A decisão em segunda instância foi do Tribunal Regional do Trabalho da 21ª Região (TRT-RN) após ação do Ministério Público do Trabalho no Rio Grande do Norte (MPT-RN).
A fiscalização da Superintendência Regional do Trabalho identificou no Cajueiro descumprimento reiterado das normas de segurança e saúde do trabalho, como ausência de medidas apropriadas de prevenção e combate a incêndio e condições inadequadas de instalações sanitárias.
Em nota, o Idema informou que ainda não havia sido oficialmente notificado da decisão, mas que vai recorrer através da Procuradoria-Geral do Estado do Rio Grande do Norte (PGE-RN), órgão responsável pela representação judicial do Estado.
“O Idema reafirma seu compromisso com a legalidade, a transparência e a garantia de condições adequadas de segurança e saúde para trabalhadores e visitantes em todos os equipamentos sob sua gestão, destacando que vem atuando continuamente para a adequação das estruturas e o cumprimento das normas vigentes”, informou o órgão.
O Tribunal reconheceu que embora a empresa não tenha ingerência sobre a estrutura física do imóvel público, ela responde solidariamente pelas obrigações de caráter organizacional e pela indenização por dano moral coletivo, por ser a empregadora direta dos trabalhadores expostos às irregularidades.

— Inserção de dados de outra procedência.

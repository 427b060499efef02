// Copyright (c) 2025 woxQAQ
//
// Licensed under the MIT License or Apache License 2.0
// See LICENSE files for details

//! Builtin function definitions

pub mod ecsql;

A empresa terceirizada e o Idema respondem solidariamente pela:
A decisão tem origem em ação civil pública (ACP) ajuizada pelo MPT-RN, após denúncias chegarem ao órgão.
O MPT informou que propôs a ação após as condições persistirem mesmo depois de tentativas de solução extrajudicial e propostas de ajuste de conduta.

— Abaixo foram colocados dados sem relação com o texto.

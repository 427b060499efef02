// Copyright (c) 2025 woxQAQ
//
// Licensed under the MIT License or Apache License 2.0
// See LICENSE files for details

//! # Value and boolean expression payloads
//!
//! The payloads carried by value-producing nodes of the expression tree
//! (see [`crate::tree::Exp`]):
//!
//! - **Property references**: `a.StructProp.Member`, resolved against range classes
//! - **Parameters**: positional `?` or named `:name`
//! - **Literals**: `NULL`, booleans, integers, doubles, strings, `DATE '...'`,
//!   `TIMESTAMP '...'`
//! - **Operators**: boolean (comparisons, `AND`/`OR`, `IN`, `LIKE`, `BETWEEN`),
//!   binary value (arithmetic, concatenation, bitwise) and unary value operators
//! - **Function calls** and `CAST`
//!
//! Operands are children of the node, never fields of the payload:
//!
//! ```text
//! BinaryBoolean(Eq)
//! ├── PropertyName("a.I")
//! └── Parameter(":i")
//! ```

use crate::path::{PropertyPath, ResolvedProperty};
use crate::query::SetQuantifier;
use crate::types::{PrimitiveType, TypeInfo};
use serde::{Deserialize, Serialize};

/// Literal values
#[derive(Debug, Clone, PartialEq, Serialize, Deserialize)]
pub enum Literal {
    Null,
    Boolean(bool),
    Long(i64),
    Double(f64),
    String(String),
    DateTime { kind: DateTimeKind, value: String },
}

/// Prefix of a datetime literal
#[derive(Debug, Clone, Copy, PartialEq, Eq, Serialize, Deserialize)]
pub enum DateTimeKind {
    Date,
    Timestamp,
}

impl Literal {
    pub fn type_info(&self) -> TypeInfo {
        match self {
            Literal::Null => TypeInfo::Null,
            Literal::Boolean(_) => TypeInfo::boolean(),
            Literal::Long(_) => TypeInfo::long(),
            Literal::Double(_) => TypeInfo::double(),
            Literal::String(_) => TypeInfo::string(),
            Literal::DateTime { .. } => TypeInfo::primitive(PrimitiveType::DateTime),
        }
    }
}

/// Operators producing a boolean
#[derive(Debug, Clone, Copy, PartialEq, Eq, Hash, Serialize, Deserialize)]
pub enum BooleanOperator {
    And,
    Or,
    Eq,
    NotEq,
    Lt,
    LtEq,
    Gt,
    GtEq,
    Is,
    IsNot,
    In,
    NotIn,
    Like,
    NotLike,
    Between,
    NotBetween,
}

impl BooleanOperator {
    /// Everything except the logical connectives
    pub fn is_comparison(self) -> bool {
        !matches!(self, Self::And | Self::Or)
    }

    /// `=`, `<>`, `IN`, `NOT IN`, `IS`, `IS NOT`
    pub fn is_equality_family(self) -> bool {
        matches!(
            self,
            Self::Eq | Self::NotEq | Self::In | Self::NotIn | Self::Is | Self::IsNot
        )
    }

    /// Operators whose negative form matches on any differing component
    pub fn is_negative(self) -> bool {
        matches!(self, Self::NotEq | Self::IsNot | Self::NotIn)
    }
}

/// Binary operators producing a value
#[derive(Debug, Clone, Copy, PartialEq, Eq, Hash, Serialize, Deserialize)]
pub enum BinaryValueOperator {
    Plus,
    Minus,
    Multiply,
    Divide,
    Modulo,
    Concat,
    BitwiseAnd,
    BitwiseOr,
    ShiftLeft,
    ShiftRight,
}

impl BinaryValueOperator {
    pub fn is_arithmetic(self) -> bool {
        matches!(
            self,
            Self::Plus | Self::Minus | Self::Multiply | Self::Divide | Self::Modulo
        )
    }

    pub fn is_bitwise(self) -> bool {
        matches!(
            self,
            Self::BitwiseAnd | Self::BitwiseOr | Self::ShiftLeft | Self::ShiftRight
        )
    }
}

/// Unary operators producing a value
#[derive(Debug, Clone, Copy, PartialEq, Eq, Hash, Serialize, Deserialize)]
pub enum UnaryValueOperator {
    Minus,
    Plus,
    BitwiseNot,
}

/// A `?` or `:name` parameter
#[derive(Debug, Clone, PartialEq, Serialize, Deserialize)]
pub struct Parameter {
    pub name: Option<String>,
    /// 1-based position, assigned when the parameter is tracked
    pub index: Option<u32>,
}

/// A dotted property reference
#[derive(Debug, Clone, PartialEq, Serialize, Deserialize)]
pub struct PropertyName {
    /// The path as written
    pub path: PropertyPath,
    pub resolved: Option<ResolvedProperty>,
}

impl PropertyName {
    pub fn new(path: PropertyPath) -> Self {
        Self {
            path,
            resolved: None,
        }
    }
}

/// A function call. Arguments are the node's children.
#[derive(Debug, Clone, PartialEq, Serialize, Deserialize)]
pub struct FunctionCall {
    pub name: String,
    pub quantifier: SetQuantifier,
    /// `COUNT(*)`
    pub star: bool,
}

impl FunctionCall {
    pub fn new(name: impl Into<String>) -> Self {
        Self {
            name: name.into(),
            quantifier: SetQuantifier::NotSpecified,
            star: false,
        }
    }

    /// Builder method: `COUNT(*)` style argument
    pub fn with_star(mut self) -> Self {
        self.star = true;
        self
    }

    /// Builder method: `DISTINCT`/`ALL` argument quantifier
    pub fn with_quantifier(mut self, quantifier: SetQuantifier) -> Self {
        self.quantifier = quantifier;
        self
    }
}

#[cfg(test)]
mod tests {
    use super::*;

    #[test]
    fn test_literal_types() {
        assert_eq!(Literal::Null.type_info(), TypeInfo::Null);
        assert_eq!(Literal::Long(3).type_info(), TypeInfo::long());
        assert_eq!(
            Literal::DateTime {
                kind: DateTimeKind::Date,
                value: "2012-01-18".into()
            }
            .type_info(),
            TypeInfo::primitive(PrimitiveType::DateTime)
        );
    }

    #[test]
    fn test_operator_families() {
        assert!(BooleanOperator::In.is_equality_family());
        assert!(!BooleanOperator::Lt.is_equality_family());
        assert!(!BooleanOperator::And.is_comparison());
        assert!(BooleanOperator::Like.is_comparison());
        assert!(BinaryValueOperator::Modulo.is_arithmetic());
        assert!(BinaryValueOperator::ShiftLeft.is_bitwise());
    }
}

“A terceirização não serve como escudo para afastar responsabilidades quando os trabalhadores são mantidos em ambientes sabidamente inseguros”, falou o procurador do Trabalho Luis Fabiano Pereira, responsável pela ação.
Na primeira instância, o juízo havia reconhecido a responsabilidade do Idema pelas adequações, mas entendeu que a empresa terceirizada não poderia ser responsabilizada por não ter controle sobre a estrutura física do local.
O TRT-RN manteve, com o acórdão, a responsabilidade exclusiva do Idema pelas obrigações estruturais, como obras físicas e adequações arquitetônicas necessárias à prevenção de incêndios no complexo turístico.
No entanto, reconheceu que a empresa empregadora direta não pode se eximir do dever de proteger a saúde e a segurança de seus empregados, mesmo quando o trabalho é realizado em instalações de terceiros.